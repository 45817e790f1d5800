//! EventBus - wires ports, pipelines and background loops together.
//!
//! # Example
//!
//! ```ignore
//! let bus = EventBus::builder(config.bus.clone())
//!     .with_storage(storage)
//!     .with_sender(broker.clone())
//!     .with_subscriber(broker)
//!     .add_handler::<OrderPlaced, _>(SendReceipt::new(mailer))
//!     .build()?;
//!
//! let running = bus.start();
//! running.bus().publisher().publish(&event, Some(tx.context()), None).await?;
//! let exits = running.shutdown().await;
//! ```

use futures::FutureExt;
use std::sync::Arc;

use thiserror::Error;

use crate::adapters::serialization::JsonMessageSerializer;
use crate::config::{BusConfig, ValidationError as ConfigValidationError};
use crate::domain::foundation::{DomainError, ErrorCode, ValidationError};
use crate::domain::message::{DefaultNameRuler, Event, NameRuler};
use crate::ports::{
    EventHandler, EventSubscriber, MessageListener, MessageSender, MessageSerializer,
    MessageStorage,
};

use super::event_publisher::EventPublisher;
use super::expiry_coordinator::ExpiryCoordinator;
use super::handler_registry::HandlerRegistry;
use super::message_listener::{DefaultMessageListener, DelayedHandling};
use super::message_queries::MessageQueries;
use super::publish_handler::PublishHandler;
use super::receive_handler::ReceiveHandler;
use super::retry_coordinator::RetryCoordinator;
use super::supervisor::{Supervisor, SupervisorConfig, TaskExit, TaskFactory};

#[derive(Debug, Error)]
pub enum BusError {
    #[error("event bus requires a {0}")]
    MissingComponent(&'static str),

    #[error("invalid bus configuration: {0}")]
    Config(#[from] ConfigValidationError),

    #[error("invalid handler registration: {0}")]
    Handler(#[from] ValidationError),
}

type Registration = Box<
    dyn FnOnce(
            &mut HandlerRegistry,
            &dyn NameRuler,
            Arc<dyn MessageSerializer>,
        ) -> Result<(), ValidationError>
        + Send,
>;

pub struct EventBusBuilder {
    config: BusConfig,
    storage: Option<Arc<dyn MessageStorage>>,
    sender: Option<Arc<dyn MessageSender>>,
    subscriber: Option<Arc<dyn EventSubscriber>>,
    serializer: Arc<dyn MessageSerializer>,
    ruler: Arc<dyn NameRuler>,
    registrations: Vec<Registration>,
}

impl EventBusBuilder {
    pub fn with_storage(mut self, storage: Arc<dyn MessageStorage>) -> Self {
        self.storage = Some(storage);
        self
    }

    pub fn with_sender(mut self, sender: Arc<dyn MessageSender>) -> Self {
        self.sender = Some(sender);
        self
    }

    pub fn with_subscriber(mut self, subscriber: Arc<dyn EventSubscriber>) -> Self {
        self.subscriber = Some(subscriber);
        self
    }

    /// Replaces the default JSON serializer.
    pub fn with_serializer(mut self, serializer: Arc<dyn MessageSerializer>) -> Self {
        self.serializer = serializer;
        self
    }

    /// Replaces the default naming rule.
    pub fn with_name_ruler(mut self, ruler: Arc<dyn NameRuler>) -> Self {
        self.ruler = ruler;
        self
    }

    /// Registers `handler` for event `E`. Names are resolved at build time.
    pub fn add_handler<E, H>(mut self, handler: H) -> Self
    where
        E: Event,
        H: EventHandler<E>,
    {
        self.registrations
            .push(Box::new(
                move |registry: &mut HandlerRegistry,
                      ruler: &dyn NameRuler,
                      serializer: Arc<dyn MessageSerializer>| {
                    registry
                        .register::<E, H>(handler, ruler, serializer)
                        .map(|_| ())
                },
            ));
        self
    }

    pub fn build(self) -> Result<EventBus, BusError> {
        self.config.validate()?;
        let storage = self.storage.ok_or(BusError::MissingComponent("storage"))?;
        let sender = self.sender.ok_or(BusError::MissingComponent("sender"))?;

        let mut registry = HandlerRegistry::new();
        for register in self.registrations {
            register(&mut registry, self.ruler.as_ref(), self.serializer.clone())?;
        }
        if !registry.is_empty() && self.subscriber.is_none() {
            return Err(BusError::MissingComponent("subscriber"));
        }
        let registry = Arc::new(registry);

        let config = self.config;
        let serializer = self.serializer;
        let publish_handler = Arc::new(PublishHandler::new(
            storage.clone(),
            sender,
            serializer.clone(),
            &config,
        ));
        let receive_handler = Arc::new(ReceiveHandler::new(
            storage.clone(),
            registry.clone(),
            serializer.clone(),
            &config,
        ));
        let publisher = Arc::new(EventPublisher::new(
            storage.clone(),
            publish_handler.clone(),
            serializer.clone(),
            self.ruler,
            &config,
        ));
        let queries = Arc::new(MessageQueries::new(
            storage.clone(),
            publish_handler.clone(),
            receive_handler.clone(),
            config.environment.clone(),
        ));
        let retry = Arc::new(RetryCoordinator::new(
            storage.clone(),
            publish_handler,
            receive_handler.clone(),
            &config,
        ));
        let expiry = Arc::new(ExpiryCoordinator::new(storage.clone(), &config));

        Ok(EventBus {
            config,
            storage,
            subscriber: self.subscriber,
            serializer,
            registry,
            receive_handler,
            delayed: Arc::new(DelayedHandling::new()),
            publisher,
            queries,
            retry,
            expiry,
        })
    }
}

/// A configured bus, not yet running background loops.
pub struct EventBus {
    config: BusConfig,
    storage: Arc<dyn MessageStorage>,
    subscriber: Option<Arc<dyn EventSubscriber>>,
    serializer: Arc<dyn MessageSerializer>,
    registry: Arc<HandlerRegistry>,
    receive_handler: Arc<ReceiveHandler>,
    delayed: Arc<DelayedHandling>,
    publisher: Arc<EventPublisher>,
    queries: Arc<MessageQueries>,
    retry: Arc<RetryCoordinator>,
    expiry: Arc<ExpiryCoordinator>,
}

impl EventBus {
    pub fn builder(config: BusConfig) -> EventBusBuilder {
        EventBusBuilder {
            config,
            storage: None,
            sender: None,
            subscriber: None,
            serializer: Arc::new(JsonMessageSerializer::new()),
            ruler: Arc::new(DefaultNameRuler),
            registrations: Vec::new(),
        }
    }

    pub fn config(&self) -> &BusConfig {
        &self.config
    }

    pub fn publisher(&self) -> Arc<EventPublisher> {
        self.publisher.clone()
    }

    pub fn queries(&self) -> Arc<MessageQueries> {
        self.queries.clone()
    }

    pub fn retry_coordinator(&self) -> Arc<RetryCoordinator> {
        self.retry.clone()
    }

    pub fn expiry_coordinator(&self) -> Arc<ExpiryCoordinator> {
        self.expiry.clone()
    }

    pub fn registry(&self) -> Arc<HandlerRegistry> {
        self.registry.clone()
    }

    pub fn delayed_handling(&self) -> Arc<DelayedHandling> {
        self.delayed.clone()
    }

    /// Receive entry point for one registered handler.
    pub fn listener(&self, handler_name: &str) -> Option<Arc<dyn MessageListener>> {
        let invoker = self.registry.get(handler_name)?;
        Some(Arc::new(DefaultMessageListener::new(
            invoker.descriptor().clone(),
            self.storage.clone(),
            self.receive_handler.clone(),
            self.serializer.clone(),
            self.delayed.clone(),
            &self.config,
        )))
    }

    /// Starts the retry and expiry coordinators and one subscription per
    /// registered handler, all under a supervisor.
    pub fn start(self) -> RunningBus {
        let bus = Arc::new(self);
        let mut supervisor = Supervisor::new(SupervisorConfig::from_bus(&bus.config));

        let retry = bus.retry.clone();
        supervisor.spawn(
            "retry-coordinator",
            Arc::new(move |shutdown| {
                let retry = retry.clone();
                async move { retry.run(shutdown).await }.boxed()
            }),
        );

        let expiry = bus.expiry.clone();
        supervisor.spawn(
            "expiry-coordinator",
            Arc::new(move |shutdown| {
                let expiry = expiry.clone();
                async move { expiry.run(shutdown).await }.boxed()
            }),
        );

        if let Some(subscriber) = &bus.subscriber {
            for descriptor in bus.registry.descriptors() {
                let Some(listener) = bus.listener(&descriptor.event_handler_name) else {
                    continue;
                };
                supervisor.spawn(
                    format!("subscription:{}", descriptor.event_handler_name),
                    subscription_task(subscriber.clone(), listener),
                );
            }
        }

        tracing::info!(
            environment = %bus.config.environment,
            tasks = supervisor.task_names().len(),
            "Event bus started"
        );
        RunningBus { bus, supervisor }
    }
}

fn subscription_task(
    subscriber: Arc<dyn EventSubscriber>,
    listener: Arc<dyn MessageListener>,
) -> TaskFactory {
    Arc::new(move |shutdown| {
        let subscriber = subscriber.clone();
        let listener = listener.clone();
        async move {
            subscriber
                .subscribe(listener, shutdown)
                .await
                .map_err(|e| DomainError::new(ErrorCode::BrokerError, e.to_string()))
        }
        .boxed()
    })
}

/// A bus with its background loops running.
pub struct RunningBus {
    bus: Arc<EventBus>,
    supervisor: Supervisor,
}

impl RunningBus {
    pub fn bus(&self) -> &Arc<EventBus> {
        &self.bus
    }

    pub fn task_names(&self) -> Vec<&str> {
        self.supervisor.task_names()
    }

    /// Waits for in-flight publishes, then stops every background loop and
    /// cancels delayed handling still waiting.
    pub async fn shutdown(self) -> Vec<TaskExit> {
        self.bus.publisher.flush().await;
        let exits = self.supervisor.shutdown().await;
        self.bus.delayed.close().await;
        tracing::info!(tasks = exits.len(), "Event bus stopped");
        exits
    }
}

#[cfg(test)]
mod tests {
    use super::*;
    use crate::adapters::memory::InMemoryMessageStorage;
    use crate::adapters::memory_queue::InMemoryBroker;
    use async_trait::async_trait;
    use serde::{Deserialize, Serialize};
    use std::collections::HashMap;

    #[derive(Serialize, Deserialize)]
    struct OrderPlaced {
        order_id: u64,
    }

    impl Event for OrderPlaced {}

    struct Noop;

    #[async_trait]
    impl EventHandler<OrderPlaced> for Noop {
        async fn handle(
            &self,
            _event: OrderPlaced,
            _items: &HashMap<String, String>,
        ) -> Result<(), DomainError> {
            Ok(())
        }
    }

    fn broker() -> Arc<InMemoryBroker> {
        Arc::new(InMemoryBroker::new(Arc::new(JsonMessageSerializer::new())))
    }

    #[test]
    fn build_requires_storage_and_sender() {
        let err = EventBus::builder(BusConfig::default()).build().err().unwrap();
        assert!(matches!(err, BusError::MissingComponent("storage")));

        let err = EventBus::builder(BusConfig::default())
            .with_storage(Arc::new(InMemoryMessageStorage::new()))
            .build()
            .err()
            .unwrap();
        assert!(matches!(err, BusError::MissingComponent("sender")));
    }

    #[test]
    fn handlers_require_a_subscriber() {
        let err = EventBus::builder(BusConfig::default())
            .with_storage(Arc::new(InMemoryMessageStorage::new()))
            .with_sender(broker())
            .add_handler::<OrderPlaced, _>(Noop)
            .build()
            .err()
            .unwrap();
        assert!(matches!(err, BusError::MissingComponent("subscriber")));
    }

    #[test]
    fn invalid_config_is_rejected() {
        let config = BusConfig {
            lock_time_secs: 0,
            ..Default::default()
        };
        let err = EventBus::builder(config).build().err().unwrap();
        assert!(matches!(err, BusError::Config(_)));
    }

    #[tokio::test]
    async fn start_supervises_coordinators_and_subscriptions() {
        let broker = broker();
        let bus = EventBus::builder(BusConfig::for_environment("test"))
            .with_storage(Arc::new(InMemoryMessageStorage::new()))
            .with_sender(broker.clone())
            .with_subscriber(broker)
            .add_handler::<OrderPlaced, _>(Noop)
            .build()
            .unwrap();
        assert!(bus.listener("Noop").is_some());
        assert!(bus.listener("Missing").is_none());

        let running = bus.start();
        assert_eq!(
            running.task_names(),
            vec!["retry-coordinator", "expiry-coordinator", "subscription:Noop"]
        );

        let exits = running.shutdown().await;
        assert_eq!(exits.len(), 3);
        assert!(exits.iter().all(|exit| exit.result.is_ok()));
    }
}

Task item - Among the lines of the data, which ones contain the word "background"? Show them.

Answer section -
//! EventBus - wires ports, pipelines and background loops together.
/// A configured bus, not yet running background loops.
/// A bus with its background loops running.
    /// Waits for in-flight publishes, then stops every background loop and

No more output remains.